Does Aubrey Huff correct all that? Do three middle-relief signings make a difference? Does any of this matter when two teams in the division have invested close to $350 million in the 2007 season, counting non-payroll player expenditures?
The Orioles can’t do anything about the Yankees and Red Sox until April, but right now, this does look like a team that, in a normal context, would be considered a sleeper. Bedard and Cabrera return to front a rotation that should be much more stable and effective than it was last year. While the strategy of three-year deals for relievers is generally cringeworthy, the players the Orioles acquired do make the team’s bullpen better in ’07. In particular, adding Jamie Walker-who I predict will appear in 30 of the team’s 38 games against the Yankee and Red Sox-makes them more competitive within the division.
Here’s one possible lineup, as well as the rest of the 2007 Orioles roster:
Roberts 2B Markakis RF Tejada SS Huff 1B Hernandez C Gibbons DH Payton LF Patterson CF Mora 3B Bench : Paul Bako, Chris Gomez, Brandon Fahey, Adam Stern, Jeff Fiorentino Rotation: Erik Bedard, Kris Benson, Daniel Cabrera, Jaret Wright, Adam Loewen, Hayden Penn Bullpen: Chris Ray, Danys Baez, Jamie Walker, Chad Bradford
That bench is pretty bad-Fahey doesn’t belong on a roster, for one-but the lineup should be good for 820 runs thanks to high OBPs in the 1-3 spots, the rotation has both upside and innings guys, and the bullpen works. Walker and Bradford are as effective a tactical pairing as you can have, which should help the O’s avoid some of the seventh-inning blowups that plagued them last year, especially inside the division. While Baez has generally been overrated and is certainly overpaid, he keeps the ball in the park and has an above-average strikeout rate. An outfield of Payton, Patterson and Markakis should be one of the better defensive trios in the league.

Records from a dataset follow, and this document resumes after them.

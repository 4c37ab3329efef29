//! Library entry for Casebook exposing core logic for integration tests.

pub mod catalog;
pub mod events;
pub mod favorites;
pub mod panel;
pub mod state;
pub mod theme;
pub mod ui;
pub mod view;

In another context, the 2007 Orioles would look like a wild-card contender. They play in a very tough division, however, and theirs may not even be the best quintet in the league. It’s entirely possible that we’re looking at the 11th or 12th best team in baseball here, and that’s a team that would normally get play as a sleeper or even a contender. I expect the Orioles to bust through the .500 barrier this season, and while that may not portend a climb to the top (the Devil Rays could lap them by 2008), it will be a welcome sight for fans that haven’t had much to enjoy in this century.